In the night from Thursday to Friday, the time had finally come, the votes were counted. The result: With a narrow majority of 52 percent, the British surprisingly voted for an exit from the EU after all. Consequently, the DAX once again fell by ten percent at the start of trading on Friday morning and thus recorded the largest slide in prices since 2008. The EuroStoxx 50 was at minus nine percent as well, the British Pound lost eleven percent in value.
How did the wikifolio traders fare in spite of the crash? How are they positioned after the decision of the British in favor of the “Brexit”?
In terms of figures, the consequences of the decision are as follows for the stock exchange:
anyone who placed their bet on the DAX the day before the result had to face a decline of 7.2 percent on the following day. In comparison, our Real Money Traders can practically shine with more than one million of invested capital in the corresponding wikifolio certificate – they only post a decline of 0.6 percent on average.

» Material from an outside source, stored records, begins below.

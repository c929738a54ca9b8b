use crate::lua_value::Value;
use crate::lua_vm::{Instruction, LuaVM, OpCode};

use super::make_closure;

/// Scenario 6 (spec §8), forward direction: `for i=1,3 do sum=sum+i end`.
#[test]
fn numeric_for_loop_forward() {
    let instructions = vec![
        Instruction::encode_abx(OpCode::LoadK, 0, 0), // init = 1
        Instruction::encode_abx(OpCode::LoadK, 1, 1), // limit = 3
        Instruction::encode_abx(OpCode::LoadK, 2, 2), // step = 1
        Instruction::encode_abx(OpCode::LoadK, 4, 3), // sum = 0
        Instruction::encode_asbx(OpCode::ForPrep, 0, 1),
        Instruction::encode_abc(OpCode::Add, 4, 4, 3),
        Instruction::encode_asbx(OpCode::ForLoop, 0, -2),
        Instruction::encode_abc(OpCode::Return, 4, 2, 0),
    ];
    let constants = vec![Value::Number(1.0), Value::Number(3.0), Value::Number(1.0), Value::Number(0.0)];
    let closure = make_closure(instructions, constants, Vec::new(), 0, 0, 5);

    let mut vm = LuaVM::new();
    let result = vm.run(closure).unwrap();
    assert_eq!(result, vec![Value::Number(6.0)]);
}

/// Scenario 6 (spec §8), backward direction: `for i=3,1,-1 do ... end`,
/// also checking the loop ran exactly 3 times.
#[test]
fn numeric_for_loop_backward() {
    let instructions = vec![
        Instruction::encode_abx(OpCode::LoadK, 0, 0), // init = 3
        Instruction::encode_abx(OpCode::LoadK, 1, 1), // limit = 1
        Instruction::encode_abx(OpCode::LoadK, 2, 2), // step = -1
        Instruction::encode_abx(OpCode::LoadK, 4, 3), // sum = 0
        Instruction::encode_abx(OpCode::LoadK, 5, 3), // count = 0
        Instruction::encode_asbx(OpCode::ForPrep, 0, 3),
        Instruction::encode_abc(OpCode::Add, 4, 4, 3),
        Instruction::encode_abx(OpCode::LoadK, 6, 4), // 1
        Instruction::encode_abc(OpCode::Add, 5, 5, 6),
        Instruction::encode_asbx(OpCode::ForLoop, 0, -4),
        Instruction::encode_abc(OpCode::Return, 4, 3, 0),
    ];
    let constants = vec![
        Value::Number(3.0),
        Value::Number(1.0),
        Value::Number(-1.0),
        Value::Number(0.0),
        Value::Number(1.0),
    ];
    let closure = make_closure(instructions, constants, Vec::new(), 0, 0, 7);

    let mut vm = LuaVM::new();
    let result = vm.run(closure).unwrap();
    assert_eq!(result, vec![Value::Number(6.0), Value::Number(3.0)]);
}
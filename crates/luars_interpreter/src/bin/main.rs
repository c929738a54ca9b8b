use std::env;
use std::fs::File;
use std::io::BufReader;

use luars::{LuaVM, stdlib};

const VERSION: &str = "luars 0.1.0 (Lua 5.1 bytecode interpreter)";
const COPYRIGHT: &str = "Copyright (C) 2026 lua-rs CppCXY";

fn print_usage() {
    eprintln!("usage: lua [options] chunk");
    eprintln!("Available options are:");
    eprintln!("  -v        show version information");
    eprintln!("  --        stop handling options");
}

fn print_version() {
    println!("{VERSION}");
    println!("{COPYRIGHT}");
}

#[derive(Default)]
struct Options {
    show_version: bool,
    chunk_path: Option<String>,
}

fn parse_args() -> Result<Options, String> {
    let args: Vec<String> = env::args().collect();
    let mut opts = Options::default();
    let mut i = 1;
    let mut stop_options = false;

    while i < args.len() {
        let arg = &args[i];
        if !stop_options && arg.starts_with('-') && arg != "-" {
            match arg.as_str() {
                "-v" => opts.show_version = true,
                "--" => stop_options = true,
                _ => return Err(format!("unrecognized option '{arg}'")),
            }
        } else if opts.chunk_path.is_none() {
            opts.chunk_path = Some(arg.clone());
        } else {
            return Err(format!("unexpected argument '{arg}'"));
        }
        i += 1;
    }

    Ok(opts)
}

fn main() {
    let opts = match parse_args() {
        Ok(opts) => opts,
        Err(msg) => {
            eprintln!("lua: {msg}");
            print_usage();
            std::process::exit(1);
        }
    };

    if opts.show_version {
        print_version();
        if opts.chunk_path.is_none() {
            return;
        }
    }

    let Some(path) = opts.chunk_path else {
        print_usage();
        std::process::exit(1);
    };

    let file = match File::open(&path) {
        Ok(f) => f,
        Err(e) => {
            eprintln!("lua: cannot open {path}: {e}");
            std::process::exit(1);
        }
    };

    let closure_proto = match luars::load(BufReader::new(file)) {
        Ok(proto) => proto,
        Err(e) => {
            eprintln!("lua: {path}: {e}");
            std::process::exit(1);
        }
    };

    let mut vm = LuaVM::new();
    stdlib::open(&mut vm);

    let closure = std::rc::Rc::new(luars::Closure {
        prototype: closure_proto,
        upvalues: Vec::new(),
    });

    if let Err(e) = vm.run(closure) {
        eprintln!("lua: {path}: {e}");
        std::process::exit(1);
    }
}
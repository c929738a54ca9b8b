use std::io::Read;

use crate::lua_vm::{LuaError, LuaResult, err};

pub const SIGNATURE: [u8; 4] = [0x1B, 0x4C, 0x75, 0x61];
pub const LUAC_VERSION: u8 = 0x51;

/// The 12-byte header every Lua 5.1 binary chunk starts with (spec §4.C).
/// `size_t` may be 4 or 8 bytes; the value is kept so string lengths are read
/// with the matching width.
pub struct ChunkHeader {
    pub size_t_bytes: u8,
}

pub fn read_header<R: Read>(r: &mut R) -> LuaResult<ChunkHeader> {
    let mut sig = [0u8; 4];
    read_exact(r, &mut sig)?;
    if sig != SIGNATURE {
        return err(LuaError::BadSignature, "not a Lua 5.1 binary chunk");
    }

    let version = read_u8(r)?;
    if version != LUAC_VERSION {
        return err(LuaError::BadVersion, format!("unsupported version 0x{version:02x}"));
    }

    let format = read_u8(r)?;
    let endianness = read_u8(r)?;
    let size_int = read_u8(r)?;
    let size_size_t = read_u8(r)?;
    let size_instruction = read_u8(r)?;
    let size_number = read_u8(r)?;
    let integral = read_u8(r)?;

    if format != 0
        || endianness != 1
        || size_int != 4
        || !(size_size_t == 4 || size_size_t == 8)
        || size_instruction != 4
        || size_number != 8
        || integral != 0
    {
        return err(LuaError::BadEncoding, "chunk is not little-endian 32-bit-int/64-bit-double");
    }

    Ok(ChunkHeader {
        size_t_bytes: size_size_t,
    })
}

pub(crate) fn read_exact<R: Read>(r: &mut R, buf: &mut [u8]) -> LuaResult<()> {
    r.read_exact(buf)
        .map_err(|e| crate::lua_vm::LuaFullError::new(LuaError::BadEncoding, e.to_string()))
}

pub(crate) fn read_u8<R: Read>(r: &mut R) -> LuaResult<u8> {
    let mut b = [0u8; 1];
    read_exact(r, &mut b)?;
    Ok(b[0])
}

pub(crate) fn read_u32<R: Read>(r: &mut R) -> LuaResult<u32> {
    let mut b = [0u8; 4];
    read_exact(r, &mut b)?;
    Ok(u32::from_le_bytes(b))
}

pub(crate) fn read_f64<R: Read>(r: &mut R) -> LuaResult<f64> {
    let mut b = [0u8; 8];
    read_exact(r, &mut b)?;
    Ok(f64::from_le_bytes(b))
}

The average loss of all investable wikifolios is 1.7 percent and thus also always far better than that of the DAX. Here too, investors have shown the right touch on average – the more popular wikifolios with more than 100,000 euros of invested capital in the corresponding certificates lie at –1.2 percent on average in fact.
Cash versus drawdown
Joachim Köngeter “Joibaer” is represented with two of his trading ideas in the top 5. The wikifolio “Trading Opportunities German Small-Caps” ranks number 1, the wikifolio “Trading Opportunities German Small-Caps” ranks number 5. Both wikifolios have their focus on German stocks, and Köngeter holds a relatively high cash proportion of about 60 percent in both. He also currently hedges low weighted short ETFs on the DAX. The wikifolio trader does not particularly enjoy the current situation: “These political stock exchanges are a horror to me – these circumstances are totally unsuitable for the chart technical trading of individual stocks the way I like it. I look forward to the moment when peace will be restored and the stocks are able lead their own life again.”
Ranking in second place with his wikifolio “DACH-Trading&Invest”, Sascha Gebhart “nickleeson79” gave the following warning on Friday morning after the crash: “We have stocks, no derivatives or other infernal stuff and widely spread, along with 2/3 cash. Just don’t stop thinking logically now and don’t become emotional. Panic and greed do not make good advisors.” Gebhart has a broadly diversified wikifolio in which he focuses on stocks and mainly trades in German securities. He trades on an almost daily basis, generates many trading ideas and keeps the risk within limits through manageable position sizes.
Focus on the US market
The wikifolio “Stock Picker and Cash” of the asset management company MS Finance Support ranks in third place. Manfred Stiegel is taking the Brexit decision calmly: “The Brexit has arrived!! Who would have expected that. But our investments are primarily in America. US futures minus 4.3 %, but the US dollar at plus 2.5%. In other words, although minus, not nearly as dramatic as the overall markets. Let’s stay calm and operate on a day-by-day basis.” Stiegel had oriented his portfolio step by step to the American market ahead of time – which so far has been spared by the Brexit panic for the most part.
wikifolio trader Armin Ingerl “PureCapital” carefully exploits the price fluctuations on the markets in his wikifolio “Stocks Germany”. He trades highly promising German stocks in small portions or, in volatile times, also short ETFs on the DAX.
The wikifolio traders set a good example: losses on financial markets can be limited through patience, experience and the “right mix”. The different methods and approaches are widely varied, but keeping a “cool head” is a basic requirement.